▶ **Activity**:
What you produce should be every line from the data that includes "alias".

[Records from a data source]
=== Begin Enclosure ===

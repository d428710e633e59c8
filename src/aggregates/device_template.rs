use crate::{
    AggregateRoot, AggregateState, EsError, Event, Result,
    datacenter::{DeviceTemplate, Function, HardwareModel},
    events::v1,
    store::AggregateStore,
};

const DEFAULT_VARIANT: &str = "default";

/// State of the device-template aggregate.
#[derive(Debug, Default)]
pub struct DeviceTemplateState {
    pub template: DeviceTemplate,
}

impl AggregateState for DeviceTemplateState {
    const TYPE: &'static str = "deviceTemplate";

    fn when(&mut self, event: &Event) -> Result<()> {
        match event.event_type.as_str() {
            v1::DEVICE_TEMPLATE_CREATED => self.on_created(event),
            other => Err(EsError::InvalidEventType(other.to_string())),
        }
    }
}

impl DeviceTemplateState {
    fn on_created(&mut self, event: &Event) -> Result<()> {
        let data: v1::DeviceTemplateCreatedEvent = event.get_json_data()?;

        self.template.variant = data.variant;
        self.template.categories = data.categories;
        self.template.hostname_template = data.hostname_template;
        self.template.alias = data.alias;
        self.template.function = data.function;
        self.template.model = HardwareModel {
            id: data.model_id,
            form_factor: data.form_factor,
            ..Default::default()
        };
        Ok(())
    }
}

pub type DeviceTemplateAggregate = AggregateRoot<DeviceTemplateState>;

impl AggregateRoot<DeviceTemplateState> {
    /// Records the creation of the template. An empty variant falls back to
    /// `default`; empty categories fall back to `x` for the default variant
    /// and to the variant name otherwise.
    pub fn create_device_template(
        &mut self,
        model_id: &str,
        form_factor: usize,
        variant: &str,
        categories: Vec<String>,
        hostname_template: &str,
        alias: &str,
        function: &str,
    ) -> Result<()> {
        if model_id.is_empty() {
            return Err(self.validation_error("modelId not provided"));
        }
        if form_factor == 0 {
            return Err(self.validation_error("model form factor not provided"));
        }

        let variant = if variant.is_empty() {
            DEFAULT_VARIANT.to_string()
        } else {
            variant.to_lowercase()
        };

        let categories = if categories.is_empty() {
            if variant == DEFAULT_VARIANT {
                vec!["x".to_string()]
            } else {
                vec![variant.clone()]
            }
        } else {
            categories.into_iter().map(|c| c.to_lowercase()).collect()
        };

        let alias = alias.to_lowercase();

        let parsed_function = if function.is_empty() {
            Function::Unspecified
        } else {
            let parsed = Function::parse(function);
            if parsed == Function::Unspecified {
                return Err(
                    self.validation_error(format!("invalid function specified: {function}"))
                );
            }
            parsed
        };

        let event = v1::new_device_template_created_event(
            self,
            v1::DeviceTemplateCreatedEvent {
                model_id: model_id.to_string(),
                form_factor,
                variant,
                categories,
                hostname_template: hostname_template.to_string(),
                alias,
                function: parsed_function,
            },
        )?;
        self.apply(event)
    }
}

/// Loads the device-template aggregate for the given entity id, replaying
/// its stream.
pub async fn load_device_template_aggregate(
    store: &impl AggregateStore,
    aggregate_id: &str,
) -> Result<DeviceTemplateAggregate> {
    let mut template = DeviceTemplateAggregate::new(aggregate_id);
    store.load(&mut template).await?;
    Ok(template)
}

=== End Enclosure ===

▶ **Exercise solution**:
        self.template.alias = data.alias;
        alias: &str,
        let alias = alias.to_lowercase();
                alias,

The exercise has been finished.